What to produce: Within the records below, find the line containing "let mut sel = Selection::new();". Reproduce it and each line after it exactly, and nothing else.
====== Dataset excerpts
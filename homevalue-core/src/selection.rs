//! The user's set of chosen improvement ids.

use serde::{Deserialize, Serialize};

/// Insertion-ordered set of improvement ids.
///
/// Ids are not checked against a catalog here; the estimator drops unknown
/// ones when it resolves the selection.
#[derive(Debug, Clone, Default, PartialEq, Eq, Serialize, Deserialize)]
#[serde(transparent)]
pub struct Selection {
    ids: Vec<String>,
}

impl Selection {
    pub fn new() -> Self {
        Self::default()
    }

    /// Add `id` if absent, remove it if present. Returns whether it is now selected.
    pub fn toggle(&mut self, id: &str) -> bool {
        if let Some(pos) = self.ids.iter().position(|s| s == id) {
            self.ids.remove(pos);
            false
        } else {
            self.ids.push(id.to_string());
            true
        }
    }

    /// Add `id` unless already present
    pub fn insert(&mut self, id: impl Into<String>) {
        let id = id.into();
        if !self.contains(&id) {
            self.ids.push(id);
        }
    }

    pub fn contains(&self, id: &str) -> bool {
        self.ids.iter().any(|s| s == id)
    }

    pub fn iter(&self) -> impl Iterator<Item = &str> {
        self.ids.iter().map(String::as_str)
    }

    pub fn len(&self) -> usize {
        self.ids.len()
    }

    pub fn is_empty(&self) -> bool {
        self.ids.is_empty()
    }

    pub fn clear(&mut self) {
        self.ids.clear();
    }
}

impl<S: Into<String>> FromIterator<S> for Selection {
    fn from_iter<I: IntoIterator<Item = S>>(iter: I) -> Self {
        let mut sel = Selection::new();
        for id in iter {
            sel.insert(id);
        }
        sel
    }
}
============
Solution:
        let mut sel = Selection::new();
        for id in iter {
            sel.insert(id);
        }
        sel
    }
}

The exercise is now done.